Smoke/rain/gingerbread/greenhouse. Yes, Like This evokes all of those.  The listed notes are ginger, pumpkin, tangerine, immortal flower, Moroccan neroli, rose, spicy notes, vetiver, woody notes, musk, heliotrope. When I first spray it, the opening is pleasantly tangy with ginger and tangerine — lightly spicy and citrusy, not sweet. If this ginger is gingerbread, it is not the sugary kind — it’s more like a ginger snap (one of my favorite cookies). The combination of tangerine notes and neroli reminds me of a very particular kind of greenhouse: an orangery, a glass enclosure where Europeans in cooler climates could grow trees in huge pots, that produced prized citrus fruits like oranges and lemons. At “Now Smell This“, reviewer Angela wrote:

I imagine Bijaoui looking at the Etat Libre brief, trying to come up with some common theme between the redheaded Swinton and Rumi and hitting on Orange. Orange hair, the orange of the sun, saffron monastic robes, fading day. Then, with this visual inspiration she found a way to connect orange scents: pumpkin, neroli, mandarin, immortelle, and ginger. The crazy thing is, it works.

I’ve read elsewhere that Ms. Swinton had just dyed her hair orange for her role in the movie “I Am Love” when the fragrance collaboration began, and may have actually requested the references to orange. How fascinating the creative process is! Like This is warm and beautiful, like the image of Swinton’s character in that movie, Emma, the midlife spouse of a rich Italian aristocrat, who falls in love with a much younger man.

Tilda Swinton in I Am Love

Tilda Swinton in “I Am Love”, 2010.

Given the powerful roles Ms. Swinton has played in the movies about Narnia and the Avengers, coziness, warmth, and home might not come immediately to mind in relation to her, but a cozy scent is what she asked ELDO to create:

My favourite smells are the smells of home, the experience of the reliable recognisable after the exotic adventure: the regular – natural – turn of the seasons, simplicity and softness after the duck and dive of definition in the wide, wide world.

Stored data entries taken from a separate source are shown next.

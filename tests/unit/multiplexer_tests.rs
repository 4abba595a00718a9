//! Timer multiplexer ordering, cancellation and shutdown on paused time.

use std::sync::{Arc, Mutex};
use std::time::Duration;

use chrono::{DateTime, TimeZone, Utc};
use tokio_util::sync::CancellationToken;

use daily_nudge::clock::{Clock, TokioClock};
use daily_nudge::timer::TimerMultiplexer;

fn epoch() -> DateTime<Utc> {
    Utc.with_ymd_and_hms(2026, 1, 1, 0, 0, 0).single().unwrap()
}

fn start() -> (TimerMultiplexer, DateTime<Utc>) {
    let clock: Arc<dyn Clock> = Arc::new(TokioClock::anchored_at(epoch()));
    (TimerMultiplexer::spawn(clock, CancellationToken::new()), epoch())
}

fn recorder() -> Arc<Mutex<Vec<&'static str>>> {
    Arc::new(Mutex::new(Vec::new()))
}

fn at(t0: DateTime<Utc>, secs: i64) -> DateTime<Utc> {
    t0 + chrono::Duration::seconds(secs)
}

#[tokio::test(start_paused = true)]
async fn fires_in_deadline_order_regardless_of_insertion() {
    let (timers, t0) = start();
    let log = recorder();
    let token = CancellationToken::new();

    for (secs, name) in [(30, "c"), (10, "a"), (20, "b")] {
        let log = Arc::clone(&log);
        timers.schedule(&token, at(t0, secs), async move {
            log.lock().unwrap().push(name);
        });
    }

    tokio::time::sleep(Duration::from_secs(15)).await;
    assert_eq!(*log.lock().unwrap(), vec!["a"]);

    tokio::time::sleep(Duration::from_secs(20)).await;
    assert_eq!(*log.lock().unwrap(), vec!["a", "b", "c"]);
    assert_eq!(timers.pending_len(), 0);
}

#[tokio::test(start_paused = true)]
async fn equal_deadlines_fire_in_insertion_order() {
    let (timers, t0) = start();
    let log = recorder();
    let token = CancellationToken::new();

    for name in ["first", "second", "third"] {
        let log = Arc::clone(&log);
        timers.schedule(&token, at(t0, 5), async move {
            log.lock().unwrap().push(name);
        });
    }

    tokio::time::sleep(Duration::from_secs(6)).await;
    assert_eq!(log.lock().unwrap().len(), 3);
}

#[tokio::test(start_paused = true)]
async fn cancelled_entries_never_run() {
    let (timers, t0) = start();
    let log = recorder();
    let keep = CancellationToken::new();
    let drop_me = CancellationToken::new();

    {
        let log = Arc::clone(&log);
        timers.schedule(&drop_me, at(t0, 10), async move {
            log.lock().unwrap().push("cancelled");
        });
    }
    {
        let log = Arc::clone(&log);
        timers.schedule(&keep, at(t0, 20), async move {
            log.lock().unwrap().push("kept");
        });
    }
    drop_me.cancel();

    tokio::time::sleep(Duration::from_secs(30)).await;
    assert_eq!(*log.lock().unwrap(), vec!["kept"]);
}

#[tokio::test(start_paused = true)]
async fn scheduling_with_cancelled_token_is_ignored() {
    let (timers, t0) = start();
    let token = CancellationToken::new();
    token.cancel();

    timers.schedule(&token, at(t0, 1), async {});
    assert_eq!(timers.pending_len(), 0);
}

#[tokio::test(start_paused = true)]
async fn past_deadline_fires_immediately() {
    let (timers, t0) = start();
    let log = recorder();
    let token = CancellationToken::new();

    let inner = Arc::clone(&log);
    timers.schedule(&token, at(t0, -60), async move {
        inner.lock().unwrap().push("late");
    });

    tokio::time::sleep(Duration::from_millis(1)).await;
    assert_eq!(*log.lock().unwrap(), vec!["late"]);
}

#[tokio::test(start_paused = true)]
async fn earlier_insert_wakes_a_sleeping_dispatcher() {
    let (timers, t0) = start();
    let log = recorder();
    let token = CancellationToken::new();

    let far = Arc::clone(&log);
    timers.schedule(&token, at(t0, 3600), async move {
        far.lock().unwrap().push("far");
    });
    tokio::time::sleep(Duration::from_secs(1)).await;

    let near = Arc::clone(&log);
    timers.schedule(&token, at(t0, 5), async move {
        near.lock().unwrap().push("near");
    });

    tokio::time::sleep(Duration::from_secs(5)).await;
    assert_eq!(*log.lock().unwrap(), vec!["near"]);
}

#[tokio::test(start_paused = true)]
async fn firing_task_can_reschedule_itself() {
    let (timers, t0) = start();
    let count = Arc::new(Mutex::new(0u32));
    let token = CancellationToken::new();

    fn arm(
        timers: TimerMultiplexer,
        token: CancellationToken,
        at: DateTime<Utc>,
        count: Arc<Mutex<u32>>,
    ) {
        let next = at + chrono::Duration::seconds(10);
        let handle = timers.clone();
        let cancel = token.clone();
        timers.schedule(&cancel, at, async move {
            *count.lock().unwrap() += 1;
            arm(handle, token, next, count);
        });
    }
    arm(timers.clone(), token.clone(), at(t0, 10), Arc::clone(&count));

    tokio::time::sleep(Duration::from_secs(35)).await;
    assert_eq!(*count.lock().unwrap(), 3);

    token.cancel();
    tokio::time::sleep(Duration::from_secs(60)).await;
    assert_eq!(*count.lock().unwrap(), 3);
}

#[tokio::test(start_paused = true)]
async fn heap_compacts_cancelled_entries() {
    let (timers, t0) = start();

    for i in 0..200 {
        let token = CancellationToken::new();
        timers.schedule(&token, at(t0, 1000 + i), async {});
        token.cancel();
    }
    assert!(
        timers.pending_len() < 200,
        "cancelled entries should be compacted, got {}",
        timers.pending_len()
    );
}

#[tokio::test(start_paused = true)]
async fn stuck_firing_does_not_delay_later_ones() {
    let (timers, t0) = start();
    let log = recorder();
    let token = CancellationToken::new();

    timers.schedule(&token, at(t0, 1), std::future::pending::<()>());
    let fast = Arc::clone(&log);
    timers.schedule(&token, at(t0, 2), async move {
        fast.lock().unwrap().push("fast");
    });

    tokio::time::sleep(Duration::from_secs(3)).await;
    tokio::task::yield_now().await;
    assert_eq!(*log.lock().unwrap(), vec!["fast"]);
    assert_eq!(timers.in_flight(), 1);
}

#[tokio::test(start_paused = true)]
async fn shutdown_waits_for_in_flight_firings_and_drops_the_rest() {
    let (timers, t0) = start();
    let log = recorder();
    let token = CancellationToken::new();

    let slow = Arc::clone(&log);
    timers.schedule(&token, at(t0, 1), async move {
        tokio::time::sleep(Duration::from_secs(30)).await;
        slow.lock().unwrap().push("slow");
    });
    let never = Arc::clone(&log);
    timers.schedule(&token, at(t0, 3600), async move {
        never.lock().unwrap().push("never");
    });

    tokio::time::sleep(Duration::from_secs(2)).await;
    assert_eq!(timers.in_flight(), 1);

    timers.shutdown().await;
    assert_eq!(*log.lock().unwrap(), vec!["slow"]);
    assert_eq!(timers.pending_len(), 0);
    assert_eq!(timers.in_flight(), 0);
}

When Mathilde Bijaoui first asked me what my own favourite scent in a bottle might contain, I described a magic potion that I could carry with me wherever I went that would hold for me the fragrance – the spirit – of home. The warm ginger of new baking on a wood table, the immortelle of a fresh spring afternoon, the lazy sunshine of my grandfather’s summer greenhouse, woodsmoke and the whisky peat of the Scottish Highlands after rain.

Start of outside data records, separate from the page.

//! Liveness endpoint.

use std::net::SocketAddr;
use std::sync::Arc;

use axum::{extract::State, routing::get, Json, Router};
use serde::Serialize;
use tokio_util::sync::CancellationToken;
use tracing::info;

use crate::orchestrator::SubscriberStore;
use crate::{AppError, Result};

/// Body of `GET /health`.
#[derive(Debug, Serialize)]
pub struct HealthReport {
    /// Always `"ok"` while the process serves requests.
    pub status: &'static str,
    /// Live subscribers.
    pub subscribers: usize,
    /// Timers waiting in the multiplexer, cancelled ones included.
    pub pending_timers: usize,
}

async fn health(State(store): State<Arc<SubscriberStore>>) -> Json<HealthReport> {
    Json(HealthReport {
        status: "ok",
        subscribers: store.len(),
        pending_timers: store.engine().timers().pending_len(),
    })
}

/// Routes served by the health endpoint.
#[must_use]
pub fn router(store: Arc<SubscriberStore>) -> Router {
    Router::new().route("/health", get(health)).with_state(store)
}

/// Serve `GET /health` on `port` until `ct` is cancelled.
///
/// # Errors
///
/// Returns `AppError::Config` if the port cannot be bound, or
/// `AppError::Io` if the server fails.
pub async fn serve_health(
    port: u16,
    store: Arc<SubscriberStore>,
    ct: CancellationToken,
) -> Result<()> {
    let bind = SocketAddr::from(([0, 0, 0, 0], port));
    let listener = tokio::net::TcpListener::bind(bind)
        .await
        .map_err(|err| AppError::Config(format!("failed to bind health endpoint on {bind}: {err}")))?;

    info!(%bind, "starting health endpoint");

    axum::serve(listener, router(store))
        .with_graceful_shutdown(async move { ct.cancelled().await })
        .await
        .map_err(|err| AppError::Io(format!("health endpoint error: {err}")))?;

    info!("health endpoint shut down");
    Ok(())
}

The floral notes take over from the citrus, but the ginger continues like a glowing thread through the composition, and the floral notes are well-balanced with spices, woody notes, vetiver, all of which keep the fragrance dry and vivid. This would smell lovely on either men or women, it is truly unisex.

Kafkaesque reviewed Like This when it was released and concluded it is “definitely intriguing and it also really grows on you!”, although she didn’t see herself buying a full bottle. Her review includes more details about the creative process behind the fragrance. Victoria at “Bois de Jasmin” gave it four stars out of five; she found it darker and smokier than I do, calling it “a strange and unconventional blend … a cross between the woody richness of Serge Lutens Douce Amère and the smoldering darkness of Donna Karan Chaos, with plenty of its own surprising elements.”

I agree with Kafkaesque that Like This is intriguing and that it grows on you. I hadn’t really planned to wear it three days in a row this week, but I did, and I enjoyed it every time. It lasts well on my skin, enough that I can spray it on in the evening and still smell its warm base notes on my wrist the next morning. It is the kind of fragrance that other people won’t recognize but most will find very pleasing, especially up close.

Have you been pleasantly surprised by a fragrance that wasn’t what you expected in one way or another?